• [Try it] Which lines below fall between the one containing "for &s in src.row(y)" and the one containing "for (out, &s)"? Repeat them exactly, counting both of those lines, and add nothing else.

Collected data

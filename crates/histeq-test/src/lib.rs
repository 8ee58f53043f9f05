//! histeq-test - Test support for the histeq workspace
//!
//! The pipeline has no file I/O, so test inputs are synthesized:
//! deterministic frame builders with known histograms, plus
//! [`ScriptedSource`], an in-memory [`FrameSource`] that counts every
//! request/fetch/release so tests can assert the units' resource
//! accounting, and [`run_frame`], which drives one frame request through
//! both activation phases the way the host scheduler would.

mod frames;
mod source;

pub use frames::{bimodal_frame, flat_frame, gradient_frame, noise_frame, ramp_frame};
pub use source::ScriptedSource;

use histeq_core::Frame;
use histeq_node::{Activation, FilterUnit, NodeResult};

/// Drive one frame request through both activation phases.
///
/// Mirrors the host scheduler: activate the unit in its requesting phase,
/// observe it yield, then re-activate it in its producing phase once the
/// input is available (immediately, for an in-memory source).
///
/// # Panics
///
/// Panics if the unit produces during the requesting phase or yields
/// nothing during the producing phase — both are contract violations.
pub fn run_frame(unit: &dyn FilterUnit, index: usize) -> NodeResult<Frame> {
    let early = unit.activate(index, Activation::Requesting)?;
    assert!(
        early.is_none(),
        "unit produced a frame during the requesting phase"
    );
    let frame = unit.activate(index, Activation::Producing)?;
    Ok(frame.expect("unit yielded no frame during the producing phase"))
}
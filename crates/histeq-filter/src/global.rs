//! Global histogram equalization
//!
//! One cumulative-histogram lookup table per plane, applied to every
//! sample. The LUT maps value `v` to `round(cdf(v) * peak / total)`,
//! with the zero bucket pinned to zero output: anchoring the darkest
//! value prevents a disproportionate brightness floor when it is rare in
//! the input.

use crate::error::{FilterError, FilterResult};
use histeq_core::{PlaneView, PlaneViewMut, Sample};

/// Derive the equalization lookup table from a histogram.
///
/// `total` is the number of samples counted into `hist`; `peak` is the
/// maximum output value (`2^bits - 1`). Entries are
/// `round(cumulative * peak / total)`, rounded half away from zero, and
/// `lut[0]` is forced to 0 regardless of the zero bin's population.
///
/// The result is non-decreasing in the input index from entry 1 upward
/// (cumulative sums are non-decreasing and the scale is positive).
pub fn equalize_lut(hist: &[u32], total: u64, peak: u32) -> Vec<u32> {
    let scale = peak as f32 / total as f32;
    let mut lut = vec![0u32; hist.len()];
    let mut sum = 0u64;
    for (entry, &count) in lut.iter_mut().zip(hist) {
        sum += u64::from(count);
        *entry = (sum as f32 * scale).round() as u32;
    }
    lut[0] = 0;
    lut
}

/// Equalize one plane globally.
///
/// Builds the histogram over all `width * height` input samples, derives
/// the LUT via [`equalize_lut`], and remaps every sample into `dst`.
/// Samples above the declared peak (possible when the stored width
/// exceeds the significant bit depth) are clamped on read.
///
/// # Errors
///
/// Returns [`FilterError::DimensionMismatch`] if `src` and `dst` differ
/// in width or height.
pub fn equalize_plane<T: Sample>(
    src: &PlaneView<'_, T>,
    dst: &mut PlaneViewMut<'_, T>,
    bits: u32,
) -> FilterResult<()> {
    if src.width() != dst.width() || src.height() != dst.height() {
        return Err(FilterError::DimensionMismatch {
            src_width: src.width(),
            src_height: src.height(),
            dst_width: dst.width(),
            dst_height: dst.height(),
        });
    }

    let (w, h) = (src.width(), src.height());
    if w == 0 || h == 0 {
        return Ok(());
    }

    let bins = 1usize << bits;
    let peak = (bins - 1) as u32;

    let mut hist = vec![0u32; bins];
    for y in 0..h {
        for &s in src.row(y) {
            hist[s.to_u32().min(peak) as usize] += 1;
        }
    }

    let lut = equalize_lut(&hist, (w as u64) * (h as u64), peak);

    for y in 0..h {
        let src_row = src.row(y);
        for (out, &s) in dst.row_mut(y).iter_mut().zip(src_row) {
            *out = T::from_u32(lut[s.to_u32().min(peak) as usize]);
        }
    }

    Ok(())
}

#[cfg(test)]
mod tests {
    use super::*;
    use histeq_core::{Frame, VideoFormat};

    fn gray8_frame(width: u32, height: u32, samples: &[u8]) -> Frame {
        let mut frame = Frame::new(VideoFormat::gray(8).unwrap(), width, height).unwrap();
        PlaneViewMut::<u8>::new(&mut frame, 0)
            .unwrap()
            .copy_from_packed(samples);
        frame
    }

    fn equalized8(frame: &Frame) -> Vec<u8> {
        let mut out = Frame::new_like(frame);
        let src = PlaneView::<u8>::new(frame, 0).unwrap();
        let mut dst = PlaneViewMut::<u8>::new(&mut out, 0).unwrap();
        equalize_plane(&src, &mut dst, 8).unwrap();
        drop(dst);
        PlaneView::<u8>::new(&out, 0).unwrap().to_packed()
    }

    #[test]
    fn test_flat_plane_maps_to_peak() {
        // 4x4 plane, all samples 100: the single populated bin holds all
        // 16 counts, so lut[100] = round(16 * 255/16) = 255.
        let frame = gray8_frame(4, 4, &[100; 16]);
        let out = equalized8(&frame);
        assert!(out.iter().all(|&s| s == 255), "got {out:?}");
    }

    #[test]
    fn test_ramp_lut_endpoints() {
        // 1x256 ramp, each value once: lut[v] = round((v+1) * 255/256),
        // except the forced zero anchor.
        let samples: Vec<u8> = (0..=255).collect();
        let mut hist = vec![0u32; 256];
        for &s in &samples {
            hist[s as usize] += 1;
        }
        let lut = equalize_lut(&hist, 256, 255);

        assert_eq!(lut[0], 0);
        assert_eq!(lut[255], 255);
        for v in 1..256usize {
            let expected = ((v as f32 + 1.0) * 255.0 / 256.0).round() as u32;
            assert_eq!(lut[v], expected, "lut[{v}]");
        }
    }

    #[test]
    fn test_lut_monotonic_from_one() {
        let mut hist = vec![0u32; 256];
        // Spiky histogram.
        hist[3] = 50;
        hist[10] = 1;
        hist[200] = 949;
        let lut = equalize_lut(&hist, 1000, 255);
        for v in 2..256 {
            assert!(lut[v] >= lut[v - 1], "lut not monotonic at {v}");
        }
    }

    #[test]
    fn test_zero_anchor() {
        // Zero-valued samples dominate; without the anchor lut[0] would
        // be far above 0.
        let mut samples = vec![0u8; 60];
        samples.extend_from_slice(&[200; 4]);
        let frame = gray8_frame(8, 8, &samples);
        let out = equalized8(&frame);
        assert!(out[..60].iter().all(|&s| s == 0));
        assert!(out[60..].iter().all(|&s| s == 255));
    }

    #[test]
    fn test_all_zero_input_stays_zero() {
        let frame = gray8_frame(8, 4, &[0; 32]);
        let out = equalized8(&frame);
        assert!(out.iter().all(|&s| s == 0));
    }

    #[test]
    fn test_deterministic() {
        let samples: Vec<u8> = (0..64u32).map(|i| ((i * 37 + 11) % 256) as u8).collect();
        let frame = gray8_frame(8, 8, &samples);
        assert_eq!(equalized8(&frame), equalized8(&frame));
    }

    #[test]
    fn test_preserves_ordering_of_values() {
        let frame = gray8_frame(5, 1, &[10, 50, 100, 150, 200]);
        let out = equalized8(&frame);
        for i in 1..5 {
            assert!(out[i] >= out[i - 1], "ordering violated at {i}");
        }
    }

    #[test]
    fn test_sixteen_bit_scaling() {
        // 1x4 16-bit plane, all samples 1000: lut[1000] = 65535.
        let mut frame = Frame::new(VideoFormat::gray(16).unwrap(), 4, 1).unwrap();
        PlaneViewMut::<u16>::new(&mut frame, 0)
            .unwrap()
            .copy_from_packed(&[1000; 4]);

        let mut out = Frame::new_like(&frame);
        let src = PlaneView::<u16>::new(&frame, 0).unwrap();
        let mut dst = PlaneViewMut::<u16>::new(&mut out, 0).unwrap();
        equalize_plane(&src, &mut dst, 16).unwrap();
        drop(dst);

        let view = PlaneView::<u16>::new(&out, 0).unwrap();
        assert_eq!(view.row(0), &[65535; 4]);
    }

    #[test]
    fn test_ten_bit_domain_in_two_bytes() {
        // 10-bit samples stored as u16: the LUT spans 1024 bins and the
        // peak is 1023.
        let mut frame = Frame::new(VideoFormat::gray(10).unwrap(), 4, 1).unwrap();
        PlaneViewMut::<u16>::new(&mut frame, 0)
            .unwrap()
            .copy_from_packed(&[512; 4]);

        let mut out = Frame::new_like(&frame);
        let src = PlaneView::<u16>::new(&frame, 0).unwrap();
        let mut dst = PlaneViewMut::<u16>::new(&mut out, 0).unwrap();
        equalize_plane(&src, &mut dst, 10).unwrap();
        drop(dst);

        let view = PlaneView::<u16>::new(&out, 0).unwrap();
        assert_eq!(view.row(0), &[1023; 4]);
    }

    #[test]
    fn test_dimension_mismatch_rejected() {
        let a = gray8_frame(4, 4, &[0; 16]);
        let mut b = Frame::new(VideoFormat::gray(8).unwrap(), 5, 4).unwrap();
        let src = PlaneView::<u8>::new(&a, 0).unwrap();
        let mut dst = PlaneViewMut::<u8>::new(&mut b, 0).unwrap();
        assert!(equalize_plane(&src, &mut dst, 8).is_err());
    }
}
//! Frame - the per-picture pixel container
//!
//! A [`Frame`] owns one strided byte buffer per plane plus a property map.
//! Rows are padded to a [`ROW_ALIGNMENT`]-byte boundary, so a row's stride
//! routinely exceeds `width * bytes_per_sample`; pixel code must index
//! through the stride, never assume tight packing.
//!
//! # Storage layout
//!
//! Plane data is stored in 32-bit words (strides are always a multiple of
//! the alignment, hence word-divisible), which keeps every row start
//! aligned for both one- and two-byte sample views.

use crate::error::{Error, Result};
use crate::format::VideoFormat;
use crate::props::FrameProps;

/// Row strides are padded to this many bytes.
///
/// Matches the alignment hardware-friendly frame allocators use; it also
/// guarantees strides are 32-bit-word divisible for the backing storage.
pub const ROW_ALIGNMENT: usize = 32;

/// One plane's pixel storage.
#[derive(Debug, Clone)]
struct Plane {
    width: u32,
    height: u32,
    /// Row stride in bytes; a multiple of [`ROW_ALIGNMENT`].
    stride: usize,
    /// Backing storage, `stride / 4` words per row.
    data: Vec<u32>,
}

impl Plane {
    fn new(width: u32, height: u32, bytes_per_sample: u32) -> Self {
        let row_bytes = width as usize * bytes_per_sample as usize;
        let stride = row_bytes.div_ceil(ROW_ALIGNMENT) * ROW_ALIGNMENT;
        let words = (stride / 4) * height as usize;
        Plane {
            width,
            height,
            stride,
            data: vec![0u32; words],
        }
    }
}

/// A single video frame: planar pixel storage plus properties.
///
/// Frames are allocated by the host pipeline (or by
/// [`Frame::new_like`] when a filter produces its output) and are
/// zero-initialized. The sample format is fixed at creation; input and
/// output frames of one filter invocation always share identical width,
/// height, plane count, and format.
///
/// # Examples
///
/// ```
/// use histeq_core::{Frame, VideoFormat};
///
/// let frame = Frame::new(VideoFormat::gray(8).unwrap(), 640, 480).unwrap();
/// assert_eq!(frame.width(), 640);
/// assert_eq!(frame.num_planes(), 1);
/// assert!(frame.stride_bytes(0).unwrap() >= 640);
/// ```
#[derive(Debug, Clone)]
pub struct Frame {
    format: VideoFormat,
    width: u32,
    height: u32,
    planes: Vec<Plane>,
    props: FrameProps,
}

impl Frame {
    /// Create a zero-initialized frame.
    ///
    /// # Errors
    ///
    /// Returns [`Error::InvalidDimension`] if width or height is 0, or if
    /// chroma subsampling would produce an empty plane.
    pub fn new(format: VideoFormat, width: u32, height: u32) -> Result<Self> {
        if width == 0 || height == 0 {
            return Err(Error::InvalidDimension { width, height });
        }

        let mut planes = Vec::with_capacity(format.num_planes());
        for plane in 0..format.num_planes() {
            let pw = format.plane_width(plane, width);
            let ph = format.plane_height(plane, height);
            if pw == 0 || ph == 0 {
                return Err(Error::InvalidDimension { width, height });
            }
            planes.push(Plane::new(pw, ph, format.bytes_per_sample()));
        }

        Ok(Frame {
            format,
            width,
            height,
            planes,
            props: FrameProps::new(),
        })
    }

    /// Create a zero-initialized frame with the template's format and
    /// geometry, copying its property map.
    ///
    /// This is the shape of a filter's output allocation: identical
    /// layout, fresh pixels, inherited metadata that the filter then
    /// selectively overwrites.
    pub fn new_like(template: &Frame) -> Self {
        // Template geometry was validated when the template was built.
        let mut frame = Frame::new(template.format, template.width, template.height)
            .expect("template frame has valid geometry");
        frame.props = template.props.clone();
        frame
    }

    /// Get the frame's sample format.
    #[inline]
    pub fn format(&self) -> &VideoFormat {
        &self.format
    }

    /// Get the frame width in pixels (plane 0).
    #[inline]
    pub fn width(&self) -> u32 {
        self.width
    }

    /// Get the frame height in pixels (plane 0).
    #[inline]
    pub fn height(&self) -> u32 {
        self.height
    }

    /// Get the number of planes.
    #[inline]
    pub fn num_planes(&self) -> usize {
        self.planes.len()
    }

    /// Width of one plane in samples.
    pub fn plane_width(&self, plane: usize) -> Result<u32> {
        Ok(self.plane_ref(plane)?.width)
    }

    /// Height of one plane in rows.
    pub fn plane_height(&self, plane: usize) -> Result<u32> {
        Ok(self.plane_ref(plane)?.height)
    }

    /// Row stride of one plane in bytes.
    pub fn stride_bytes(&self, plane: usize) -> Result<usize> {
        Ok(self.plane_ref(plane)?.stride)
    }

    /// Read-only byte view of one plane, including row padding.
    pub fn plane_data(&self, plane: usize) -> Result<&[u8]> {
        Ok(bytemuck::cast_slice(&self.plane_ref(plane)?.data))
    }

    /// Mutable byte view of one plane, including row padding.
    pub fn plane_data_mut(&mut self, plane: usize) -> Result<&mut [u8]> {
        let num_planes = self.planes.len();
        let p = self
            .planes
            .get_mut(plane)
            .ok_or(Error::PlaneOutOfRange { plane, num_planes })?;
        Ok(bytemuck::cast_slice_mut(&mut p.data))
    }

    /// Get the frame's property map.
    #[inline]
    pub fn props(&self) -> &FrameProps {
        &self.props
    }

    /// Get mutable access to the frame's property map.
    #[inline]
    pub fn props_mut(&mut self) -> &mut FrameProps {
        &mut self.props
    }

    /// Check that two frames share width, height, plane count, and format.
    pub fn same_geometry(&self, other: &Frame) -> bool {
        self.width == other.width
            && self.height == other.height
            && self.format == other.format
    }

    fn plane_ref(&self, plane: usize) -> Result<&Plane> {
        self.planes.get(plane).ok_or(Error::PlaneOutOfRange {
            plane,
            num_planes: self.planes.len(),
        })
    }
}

• [Task solution]
        for &s in src.row(y) {
            hist[s.to_u32().min(peak) as usize] += 1;
        }
    }

    let lut = equalize_lut(&hist, (w as u64) * (h as u64), peak);

    for y in 0..h {
        let src_row = src.row(y);
        for (out, &s) in dst.row_mut(y).iter_mut().zip(src_row) {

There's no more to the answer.